● **REQUIREMENT**: In the data below, find each line that contains the word "derive" and copy it.

** RECORDS SHOWN follows **

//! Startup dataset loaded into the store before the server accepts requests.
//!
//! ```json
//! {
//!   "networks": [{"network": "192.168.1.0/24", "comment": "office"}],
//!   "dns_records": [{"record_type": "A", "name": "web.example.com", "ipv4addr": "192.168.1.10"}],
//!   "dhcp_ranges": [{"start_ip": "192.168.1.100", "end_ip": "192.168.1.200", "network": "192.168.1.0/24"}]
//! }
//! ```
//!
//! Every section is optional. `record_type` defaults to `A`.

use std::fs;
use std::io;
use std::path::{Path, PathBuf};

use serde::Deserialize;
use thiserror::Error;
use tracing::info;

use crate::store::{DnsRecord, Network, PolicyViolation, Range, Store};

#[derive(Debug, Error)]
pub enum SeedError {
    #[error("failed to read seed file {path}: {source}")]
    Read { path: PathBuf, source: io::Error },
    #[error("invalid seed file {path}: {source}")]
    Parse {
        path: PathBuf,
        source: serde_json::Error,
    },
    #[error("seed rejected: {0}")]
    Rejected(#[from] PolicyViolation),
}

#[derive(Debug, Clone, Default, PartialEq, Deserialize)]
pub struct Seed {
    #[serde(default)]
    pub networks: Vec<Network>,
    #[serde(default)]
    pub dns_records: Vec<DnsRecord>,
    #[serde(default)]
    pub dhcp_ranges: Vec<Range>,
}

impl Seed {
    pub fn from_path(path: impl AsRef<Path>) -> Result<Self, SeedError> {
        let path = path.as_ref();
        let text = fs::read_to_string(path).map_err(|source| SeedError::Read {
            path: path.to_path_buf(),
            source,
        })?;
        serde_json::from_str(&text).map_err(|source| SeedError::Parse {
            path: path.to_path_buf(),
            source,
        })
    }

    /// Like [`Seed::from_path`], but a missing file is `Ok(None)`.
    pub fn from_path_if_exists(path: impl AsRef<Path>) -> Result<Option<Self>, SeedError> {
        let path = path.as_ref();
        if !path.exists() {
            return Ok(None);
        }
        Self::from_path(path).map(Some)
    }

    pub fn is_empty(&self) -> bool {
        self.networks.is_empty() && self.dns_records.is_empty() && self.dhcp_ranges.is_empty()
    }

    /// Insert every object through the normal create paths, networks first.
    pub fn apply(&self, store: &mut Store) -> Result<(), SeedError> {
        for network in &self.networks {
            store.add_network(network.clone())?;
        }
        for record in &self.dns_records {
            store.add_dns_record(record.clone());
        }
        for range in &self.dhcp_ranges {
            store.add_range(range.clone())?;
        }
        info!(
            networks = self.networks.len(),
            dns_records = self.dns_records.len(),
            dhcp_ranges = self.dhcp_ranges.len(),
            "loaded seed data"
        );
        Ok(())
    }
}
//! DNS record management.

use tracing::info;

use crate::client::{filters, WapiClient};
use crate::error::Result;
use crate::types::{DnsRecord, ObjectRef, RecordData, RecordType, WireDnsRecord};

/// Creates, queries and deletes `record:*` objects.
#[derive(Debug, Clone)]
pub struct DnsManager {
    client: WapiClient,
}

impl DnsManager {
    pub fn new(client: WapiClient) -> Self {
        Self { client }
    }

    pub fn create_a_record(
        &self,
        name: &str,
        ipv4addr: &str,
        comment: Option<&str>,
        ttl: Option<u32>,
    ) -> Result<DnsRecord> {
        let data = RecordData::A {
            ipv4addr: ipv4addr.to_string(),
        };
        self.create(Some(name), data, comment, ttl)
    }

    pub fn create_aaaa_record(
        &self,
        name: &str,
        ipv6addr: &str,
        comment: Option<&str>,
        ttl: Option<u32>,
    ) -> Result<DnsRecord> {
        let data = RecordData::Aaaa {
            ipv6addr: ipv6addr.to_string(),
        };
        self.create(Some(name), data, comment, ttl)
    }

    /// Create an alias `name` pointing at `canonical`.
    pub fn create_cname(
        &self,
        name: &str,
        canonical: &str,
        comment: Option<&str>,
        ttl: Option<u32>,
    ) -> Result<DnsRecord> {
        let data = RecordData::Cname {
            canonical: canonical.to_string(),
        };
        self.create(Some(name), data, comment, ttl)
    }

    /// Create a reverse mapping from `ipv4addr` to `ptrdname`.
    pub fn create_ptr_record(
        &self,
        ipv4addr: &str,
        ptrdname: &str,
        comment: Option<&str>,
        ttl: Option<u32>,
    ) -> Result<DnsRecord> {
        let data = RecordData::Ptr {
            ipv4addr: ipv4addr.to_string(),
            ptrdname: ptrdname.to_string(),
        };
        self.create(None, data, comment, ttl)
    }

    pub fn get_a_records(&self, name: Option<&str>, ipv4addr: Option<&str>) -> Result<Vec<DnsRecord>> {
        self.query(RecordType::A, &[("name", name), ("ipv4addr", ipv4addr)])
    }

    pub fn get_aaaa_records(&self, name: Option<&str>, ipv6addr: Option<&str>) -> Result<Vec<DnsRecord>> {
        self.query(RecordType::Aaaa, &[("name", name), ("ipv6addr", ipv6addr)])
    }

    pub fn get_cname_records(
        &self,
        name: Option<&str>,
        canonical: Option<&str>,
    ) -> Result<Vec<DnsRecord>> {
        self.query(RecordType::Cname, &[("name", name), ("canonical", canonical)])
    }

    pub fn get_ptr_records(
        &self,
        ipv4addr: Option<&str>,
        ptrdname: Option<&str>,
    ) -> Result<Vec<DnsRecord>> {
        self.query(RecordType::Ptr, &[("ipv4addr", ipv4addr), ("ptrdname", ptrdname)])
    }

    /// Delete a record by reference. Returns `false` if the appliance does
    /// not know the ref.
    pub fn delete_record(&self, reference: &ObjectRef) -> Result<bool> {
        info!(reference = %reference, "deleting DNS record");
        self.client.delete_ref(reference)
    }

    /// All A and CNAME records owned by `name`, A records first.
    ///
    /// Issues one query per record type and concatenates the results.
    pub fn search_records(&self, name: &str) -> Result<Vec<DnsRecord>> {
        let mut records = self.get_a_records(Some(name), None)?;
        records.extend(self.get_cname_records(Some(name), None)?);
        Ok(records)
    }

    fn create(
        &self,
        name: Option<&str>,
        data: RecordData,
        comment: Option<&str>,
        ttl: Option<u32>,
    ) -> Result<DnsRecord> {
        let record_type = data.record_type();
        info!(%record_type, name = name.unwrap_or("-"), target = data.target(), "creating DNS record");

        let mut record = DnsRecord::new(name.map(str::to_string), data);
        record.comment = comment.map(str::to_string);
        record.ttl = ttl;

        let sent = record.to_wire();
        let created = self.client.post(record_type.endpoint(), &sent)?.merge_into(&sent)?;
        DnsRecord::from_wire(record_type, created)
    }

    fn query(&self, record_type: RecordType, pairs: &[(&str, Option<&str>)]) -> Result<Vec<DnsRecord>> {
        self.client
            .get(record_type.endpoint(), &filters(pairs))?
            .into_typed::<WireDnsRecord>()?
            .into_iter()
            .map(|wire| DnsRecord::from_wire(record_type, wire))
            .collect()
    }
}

** End of RECORDS SHOWN **

● **OUTPUT FOR THIS TASK**:
#[derive(Debug, Error)]
#[derive(Debug, Clone, Default, PartialEq, Deserialize)]
#[derive(Debug, Clone)]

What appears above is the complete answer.